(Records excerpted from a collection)

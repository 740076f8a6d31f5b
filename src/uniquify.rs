//! Making strings, file paths, and item names unique.
//!
//! Every scheme is the same loop: if the candidate is taken, insert the next
//! suffix from a sequence at a fixed position and try again. Only the suffix
//! sequence differs:
//!
//! | Use | Sequence |
//! |-----|----------|
//! | Command names in a registry | `_2`, `_3`, … |
//! | Command display names | ` (2)`, ` (3)`, … |
//! | Procedure argument names | `-2`, `-3`, … |
//! | Output files and item names | ` (1)`, ` (2)`, … |

use crate::itemtree::{Item, ItemId};
use std::collections::{HashMap, HashSet};
use std::path::{Path, PathBuf};

/// Return `s` unchanged if `is_unique(s)`, otherwise insert numbered
/// suffixes at `position` (in chars; `None` = end) until a unique candidate
/// is found. `template` must contain `{}` where the number goes; numbering
/// starts at `start`.
///
/// Each candidate is built from the original `s`, not from the previous
/// candidate: `a`, `a (1)`, `a (2)`, never `a (1) (2)`.
pub fn uniquify_with<F>(
    s: &str,
    mut is_unique: F,
    position: Option<usize>,
    template: &str,
    start: usize,
) -> String
where
    F: FnMut(&str) -> bool,
{
    if is_unique(s) {
        return s.to_string();
    }

    let split = match position {
        Some(pos) => s.char_indices().nth(pos).map(|(i, _)| i).unwrap_or(s.len()),
        None => s.len(),
    };
    let (head, tail) = s.split_at(split);

    let mut number = start;
    loop {
        let suffix = template.replacen("{}", &number.to_string(), 1);
        let candidate = format!("{head}{suffix}{tail}");
        if is_unique(&candidate) {
            return candidate;
        }
        number += 1;
    }
}

/// Uniquify `s` against `existing` with the default ` (1)`, ` (2)`, … sequence.
pub fn uniquify_string<'a, I>(s: &str, existing: I) -> String
where
    I: IntoIterator<Item = &'a str>,
{
    let existing: HashSet<&str> = existing.into_iter().collect();
    uniquify_with(s, |c| !existing.contains(c), None, " ({})", 1)
}

/// Command-name scheme: `autocrop`, `autocrop_2`, `autocrop_3`, ….
pub fn uniquify_name<'a, I>(name: &str, existing: I) -> String
where
    I: IntoIterator<Item = &'a str>,
{
    let existing: HashSet<&str> = existing.into_iter().collect();
    uniquify_with(name, |c| !existing.contains(c), None, "_{}", 2)
}

/// Display-name scheme: `Autocrop`, `Autocrop (2)`, `Autocrop (3)`, ….
pub fn uniquify_display_name<'a, I>(display_name: &str, existing: I) -> String
where
    I: IntoIterator<Item = &'a str>,
{
    let existing: HashSet<&str> = existing.into_iter().collect();
    uniquify_with(display_name, |c| !existing.contains(c), None, " ({})", 2)
}

/// Argument-name scheme: `radius`, `radius-2`, `radius-3`, ….
pub fn uniquify_argument_name<'a, I>(name: &str, existing: I) -> String
where
    I: IntoIterator<Item = &'a str>,
{
    let existing: HashSet<&str> = existing.into_iter().collect();
    uniquify_with(name, |c| !existing.contains(c), None, "-{}", 2)
}

/// Return `path` unchanged if nothing exists there, otherwise insert ` (1)`,
/// ` (2)`, … before the file extension until the path is free.
pub fn uniquify_path(path: &Path) -> PathBuf {
    let file_name = match path.file_name() {
        Some(name) => name.to_string_lossy().into_owned(),
        None => return path.to_path_buf(),
    };
    let parent = path.parent().map(Path::to_path_buf).unwrap_or_default();
    let root_len = crate::naming::filename_root(&file_name).chars().count();

    let unique = uniquify_with(
        &file_name,
        |candidate| !parent.join(candidate).exists(),
        Some(root_len),
        " ({})",
        1,
    );
    parent.join(unique)
}

/// Makes item names unique among items sharing the same parent.
///
/// Passing the same item twice returns the name it was given the first
/// time it was seen without uniquifying again. Call [`reset`](Self::reset)
/// to forget visited items.
#[derive(Debug, Default)]
pub struct ItemUniquifier {
    visited: HashMap<Option<ItemId>, HashMap<ItemId, String>>,
    taken: HashMap<Option<ItemId>, HashSet<String>>,
}

impl ItemUniquifier {
    pub fn new() -> Self {
        Self::default()
    }

    /// Return a name for `item` unique under its parent.
    ///
    /// `name` overrides `item.name` (e.g. a name with the export extension
    /// already applied). `position` is where the suffix goes, in chars;
    /// `None` appends.
    pub fn uniquify(&mut self, item: &Item, name: Option<&str>, position: Option<usize>) -> String {
        let name = name.unwrap_or(&item.name);
        let visited = self.visited.entry(item.parent).or_default();
        if let Some(previous) = visited.get(&item.id) {
            return previous.clone();
        }

        let taken = self.taken.entry(item.parent).or_default();
        let unique = uniquify_with(
            name,
            |candidate| !taken.contains(candidate),
            position,
            " ({})",
            1,
        );
        taken.insert(unique.clone());
        visited.insert(item.id, unique.clone());
        unique
    }

    pub fn reset(&mut self) {
        self.visited.clear();
        self.taken.clear();
    }
}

**Your objective:**
Across the entries above, find each line with the word "previous" and please copy it out.

**Reply to the exercise:**
/// Each candidate is built from the original `s`, not from the previous
        if let Some(previous) = visited.get(&item.id) {
            return previous.clone();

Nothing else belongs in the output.